## WHAT IS REQUIRED:
Repeat the records below exactly, line for line.

## DATA IN THIS EXERCISE:
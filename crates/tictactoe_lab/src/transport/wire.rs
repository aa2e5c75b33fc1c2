//! Request and response payloads.

use super::TransportError;
use serde::{Deserialize, Serialize};
use tictactoe_board::{Board, Cell, Mark};

/// Wire value for a mark: the agent is `1`, the human `-1`, empty `0`.
fn mark_value(mark: Mark) -> i8 {
    match mark {
        Mark::Agent => 1,
        Mark::Player => -1,
    }
}

/// Encodes a board as three rows of `{-1, 0, 1}`.
pub fn encode_board(board: &Board) -> [[i8; 3]; 3] {
    board.rows().map(|row| {
        row.map(|cell| match cell {
            Cell::Empty => 0,
            Cell::Marked(mark) => mark_value(mark),
        })
    })
}

/// A request for the agent's next move.
#[derive(Debug, Clone, Copy, PartialEq, Eq)]
pub struct MoveRequest {
    /// Snapshot of the board at request time.
    pub board: Board,
    /// Side that has to move.
    pub mover: Mark,
}

impl MoveRequest {
    /// Creates a new request.
    pub fn new(board: Board, mover: Mark) -> Self {
        Self { board, mover }
    }

    /// JSON body for the move endpoints.
    pub fn body(&self) -> MoveRequestBody {
        MoveRequestBody {
            board: encode_board(&self.board),
            player: mark_value(self.mover),
        }
    }
}

/// JSON body of a move request.
#[derive(Debug, Clone, Copy, PartialEq, Eq, Serialize)]
pub struct MoveRequestBody {
    /// Board rows.
    pub board: [[i8; 3]; 3],
    /// Wire value of the mover.
    pub player: i8,
}

/// Body returned by a move endpoint.
///
/// Success carries `row`/`col`; failure carries `error` (and sometimes
/// `details`). Fields are optional so the caller can tell a missing cell
/// from a malformed body.
#[derive(Debug, Clone, Default, PartialEq, Deserialize)]
pub struct MoveReply {
    /// Target row.
    #[serde(default)]
    pub row: Option<i64>,
    /// Target column.
    #[serde(default)]
    pub col: Option<i64>,
    /// How the server produced the move (e.g., "random_fallback").
    #[serde(default)]
    pub move_type: Option<String>,
    /// Non-fatal server warning.
    #[serde(default)]
    pub warning: Option<String>,
    /// Error message.
    #[serde(default)]
    pub error: Option<String>,
    /// Extra detail for `error`.
    #[serde(default)]
    pub details: Option<String>,
}

impl MoveReply {
    /// Successful reply pointing at a cell.
    pub fn at(row: i64, col: i64) -> Self {
        Self {
            row: Some(row),
            col: Some(col),
            ..Self::default()
        }
    }
}

/// Parameters of a training job.
#[derive(Debug, Clone, Copy, PartialEq, Eq, Serialize)]
pub struct JobRequest {
    /// Generations to evolve.
    pub generations: i64,
    /// Games per individual each generation.
    pub games: i64,
    /// Individuals per generation.
    pub population_size: i64,
}

/// Error body of the training endpoints.
#[derive(Debug, Default, Deserialize)]
pub(crate) struct ErrorBody {
    #[serde(default)]
    pub message: Option<String>,
    #[serde(default)]
    pub error: Option<String>,
}

impl ErrorBody {
    /// Best human-readable message in a raw body.
    pub(crate) fn message_from(text: &str) -> Option<String> {
        let body: ErrorBody = serde_json::from_str(text).ok()?;
        body.message.or(body.error)
    }
}

/// Fields shared by every status event. All optional: servers send only
/// what applies.
#[derive(Debug, Clone, Default, PartialEq, Deserialize)]
pub struct StatusPayload {
    /// Generation just finished.
    #[serde(default)]
    pub generation: Option<u32>,
    /// Generations requested.
    #[serde(default)]
    pub total_generations: Option<u32>,
    /// Fraction complete in `0.0..=1.0`.
    #[serde(default)]
    pub progress: Option<f64>,
    /// Best fitness seen so far.
    #[serde(default)]
    pub best_fitness: Option<f64>,
    /// Fitness of the latest generation.
    #[serde(default)]
    pub current_fitness: Option<f64>,
    /// Human-readable status line.
    #[serde(default)]
    pub message: Option<String>,
}

/// One message from the status stream, tagged by `status`.
#[derive(Debug, Clone, PartialEq, Deserialize)]
#[serde(tag = "status", rename_all = "lowercase")]
pub enum StatusEvent {
    /// Job is running.
    Training(StatusPayload),
    /// Job finished and produced a model.
    Completed(StatusPayload),
    /// Job failed on the server.
    Error(StatusPayload),
    /// Job stopped at the user's request.
    Cancelled(StatusPayload),
}

impl StatusEvent {
    /// Parses a `data:` payload.
    pub fn parse(data: &str) -> Result<Self, TransportError> {
        serde_json::from_str(data)
            .map_err(|e| TransportError::decode(format!("invalid status event: {e}: {data}")))
    }

    /// Fields of the event.
    pub fn payload(&self) -> &StatusPayload {
        match self {
            Self::Training(payload)
            | Self::Completed(payload)
            | Self::Error(payload)
            | Self::Cancelled(payload) => payload,
        }
    }

    /// Terminal events end the job.
    pub fn is_terminal(&self) -> bool {
        !matches!(self, Self::Training(_))
    }
}

#[cfg(test)]
mod tests {
    use super::*;
    use tictactoe_board::Position;

    #[test]
    fn test_move_body_uses_signed_marks() {
        let board = tictactoe_board::apply(&Board::new(), Position::TopLeft, Mark::Player).unwrap();
        let board = tictactoe_board::apply(&board, Position::Center, Mark::Agent).unwrap();

        let json = serde_json::to_value(MoveRequest::new(board, Mark::Agent).body()).unwrap();
        assert_eq!(
            json,
            serde_json::json!({"board": [[-1, 0, 0], [0, 1, 0], [0, 0, 0]], "player": 1})
        );
    }

    #[test]
    fn test_training_event_ignores_extra_fields() {
        let event = StatusEvent::parse(
            r#"{"status": "training", "progress": 0.4, "generation": 2, "total_generations": 5,
                "best_fitness": 0.7, "current_fitness": 0.6, "elapsed_time": 12.5,
                "remaining_time": null, "stats": {"status": "training"}, "model_loaded": false,
                "message": "Gen 2/5"}"#,
        )
        .unwrap();

        assert_eq!(
            event,
            StatusEvent::Training(StatusPayload {
                generation: Some(2),
                total_generations: Some(5),
                progress: Some(0.4),
                best_fitness: Some(0.7),
                current_fitness: Some(0.6),
                message: Some("Gen 2/5".to_string()),
            })
        );
    }

    #[test]
    fn test_terminal_events_parse_with_sparse_payloads() {
        let cancelled = StatusEvent::parse(r#"{"status": "cancelled"}"#).unwrap();
        assert!(cancelled.is_terminal());
        assert_eq!(cancelled.payload(), &StatusPayload::default());

        let error = StatusEvent::parse(r#"{"status": "error", "message": "boom"}"#).unwrap();
        assert_eq!(error.payload().message.as_deref(), Some("boom"));
    }

    #[test]
    fn test_unknown_status_is_decode_error() {
        let result = StatusEvent::parse(r#"{"status": "initializing"}"#);
        assert!(matches!(result, Err(TransportError::Decode { .. })));
        assert!(StatusEvent::parse("not json").is_err());
    }

    #[test]
    fn test_error_body_prefers_message() {
        assert_eq!(
            ErrorBody::message_from(r#"{"status": "error", "message": "already running"}"#),
            Some("already running".to_string())
        );
        assert_eq!(
            ErrorBody::message_from(r#"{"error": "no model"}"#),
            Some("no model".to_string())
        );
        assert_eq!(ErrorBody::message_from("<html>"), None);
    }
}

## EXERCISE RESPONSE:
filename crates/tictactoe_lab/src/transport/wire.rs
repository aa2e5c75b33fc1c2
//! Request and response payloads.

use super::TransportError;
use serde::{Deserialize, Serialize};
use tictactoe_board::{Board, Cell, Mark};

/// Wire value for a mark: the agent is `1`, the human `-1`, empty `0`.
fn mark_value(mark: Mark) -> i8 {
    match mark {
        Mark::Agent => 1,
        Mark::Player => -1,
    }
}

/// Encodes a board as three rows of `{-1, 0, 1}`.
pub fn encode_board(board: &Board) -> [[i8; 3]; 3] {
    board.rows().map(|row| {
        row.map(|cell| match cell {
            Cell::Empty => 0,
            Cell::Marked(mark) => mark_value(mark),
        })
    })
}

/// A request for the agent's next move.
#[derive(Debug, Clone, Copy, PartialEq, Eq)]
pub struct MoveRequest {
    /// Snapshot of the board at request time.
    pub board: Board,
    /// Side that has to move.
    pub mover: Mark,
}

impl MoveRequest {
    /// Creates a new request.
    pub fn new(board: Board, mover: Mark) -> Self {
        Self { board, mover }
    }

    /// JSON body for the move endpoints.
    pub fn body(&self) -> MoveRequestBody {
        MoveRequestBody {
            board: encode_board(&self.board),
            player: mark_value(self.mover),
        }
    }
}

/// JSON body of a move request.
#[derive(Debug, Clone, Copy, PartialEq, Eq, Serialize)]
pub struct MoveRequestBody {
    /// Board rows.
    pub board: [[i8; 3]; 3],
    /// Wire value of the mover.
    pub player: i8,
}

/// Body returned by a move endpoint.
///
/// Success carries `row`/`col`; failure carries `error` (and sometimes
/// `details`). Fields are optional so the caller can tell a missing cell
/// from a malformed body.
#[derive(Debug, Clone, Default, PartialEq, Deserialize)]
pub struct MoveReply {
    /// Target row.
    #[serde(default)]
    pub row: Option<i64>,
    /// Target column.
    #[serde(default)]
    pub col: Option<i64>,
    /// How the server produced the move (e.g., "random_fallback").
    #[serde(default)]
    pub move_type: Option<String>,
    /// Non-fatal server warning.
    #[serde(default)]
    pub warning: Option<String>,
    /// Error message.
    #[serde(default)]
    pub error: Option<String>,
    /// Extra detail for `error`.
    #[serde(default)]
    pub details: Option<String>,
}

impl MoveReply {
    /// Successful reply pointing at a cell.
    pub fn at(row: i64, col: i64) -> Self {
        Self {
            row: Some(row),
            col: Some(col),
            ..Self::default()
        }
    }
}

/// Parameters of a training job.
#[derive(Debug, Clone, Copy, PartialEq, Eq, Serialize)]
pub struct JobRequest {
    /// Generations to evolve.
    pub generations: i64,
    /// Games per individual each generation.
    pub games: i64,
    /// Individuals per generation.
    pub population_size: i64,
}

/// Error body of the training endpoints.
#[derive(Debug, Default, Deserialize)]
pub(crate) struct ErrorBody {
    #[serde(default)]
    pub message: Option<String>,
    #[serde(default)]
    pub error: Option<String>,
}

impl ErrorBody {
    /// Best human-readable message in a raw body.
    pub(crate) fn message_from(text: &str) -> Option<String> {
        let body: ErrorBody = serde_json::from_str(text).ok()?;
        body.message.or(body.error)
    }
}

/// Fields shared by every status event. All optional: servers send only
/// what applies.
#[derive(Debug, Clone, Default, PartialEq, Deserialize)]
pub struct StatusPayload {
    /// Generation just finished.
    #[serde(default)]
    pub generation: Option<u32>,
    /// Generations requested.
    #[serde(default)]
    pub total_generations: Option<u32>,
    /// Fraction complete in `0.0..=1.0`.
    #[serde(default)]
    pub progress: Option<f64>,
    /// Best fitness seen so far.
    #[serde(default)]
    pub best_fitness: Option<f64>,
    /// Fitness of the latest generation.
    #[serde(default)]
    pub current_fitness: Option<f64>,
    /// Human-readable status line.
    #[serde(default)]
    pub message: Option<String>,
}

/// One message from the status stream, tagged by `status`.
#[derive(Debug, Clone, PartialEq, Deserialize)]
#[serde(tag = "status", rename_all = "lowercase")]
pub enum StatusEvent {
    /// Job is running.
    Training(StatusPayload),
    /// Job finished and produced a model.
    Completed(StatusPayload),
    /// Job failed on the server.
    Error(StatusPayload),
    /// Job stopped at the user's request.
    Cancelled(StatusPayload),
}

impl StatusEvent {
    /// Parses a `data:` payload.
    pub fn parse(data: &str) -> Result<Self, TransportError> {
        serde_json::from_str(data)
            .map_err(|e| TransportError::decode(format!("invalid status event: {e}: {data}")))
    }

    /// Fields of the event.
    pub fn payload(&self) -> &StatusPayload {
        match self {
            Self::Training(payload)
            | Self::Completed(payload)
            | Self::Error(payload)
            | Self::Cancelled(payload) => payload,
        }
    }

    /// Terminal events end the job.
    pub fn is_terminal(&self) -> bool {
        !matches!(self, Self::Training(_))
    }
}

#[cfg(test)]
mod tests {
    use super::*;
    use tictactoe_board::Position;

    #[test]
    fn test_move_body_uses_signed_marks() {
        let board = tictactoe_board::apply(&Board::new(), Position::TopLeft, Mark::Player).unwrap();
        let board = tictactoe_board::apply(&board, Position::Center, Mark::Agent).unwrap();

        let json = serde_json::to_value(MoveRequest::new(board, Mark::Agent).body()).unwrap();
        assert_eq!(
            json,
            serde_json::json!({"board": [[-1, 0, 0], [0, 1, 0], [0, 0, 0]], "player": 1})
        );
    }

    #[test]
    fn test_training_event_ignores_extra_fields() {
        let event = StatusEvent::parse(
            r#"{"status": "training", "progress": 0.4, "generation": 2, "total_generations": 5,
                "best_fitness": 0.7, "current_fitness": 0.6, "elapsed_time": 12.5,
                "remaining_time": null, "stats": {"status": "training"}, "model_loaded": false,
                "message": "Gen 2/5"}"#,
        )
        .unwrap();

        assert_eq!(
            event,
            StatusEvent::Training(StatusPayload {
                generation: Some(2),
                total_generations: Some(5),
                progress: Some(0.4),
                best_fitness: Some(0.7),
                current_fitness: Some(0.6),
                message: Some("Gen 2/5".to_string()),
            })
        );
    }

    #[test]
    fn test_terminal_events_parse_with_sparse_payloads() {
        let cancelled = StatusEvent::parse(r#"{"status": "cancelled"}"#).unwrap();
        assert!(cancelled.is_terminal());
        assert_eq!(cancelled.payload(), &StatusPayload::default());

        let error = StatusEvent::parse(r#"{"status": "error", "message": "boom"}"#).unwrap();
        assert_eq!(error.payload().message.as_deref(), Some("boom"));
    }

    #[test]
    fn test_unknown_status_is_decode_error() {
        let result = StatusEvent::parse(r#"{"status": "initializing"}"#);
        assert!(matches!(result, Err(TransportError::Decode { .. })));
        assert!(StatusEvent::parse("not json").is_err());
    }

    #[test]
    fn test_error_body_prefers_message() {
        assert_eq!(
            ErrorBody::message_from(r#"{"status": "error", "message": "already running"}"#),
            Some("already running".to_string())
        );
        assert_eq!(
            ErrorBody::message_from(r#"{"error": "no model"}"#),
            Some("no model".to_string())
        );
        assert_eq!(ErrorBody::message_from("<html>"), None);
    }
}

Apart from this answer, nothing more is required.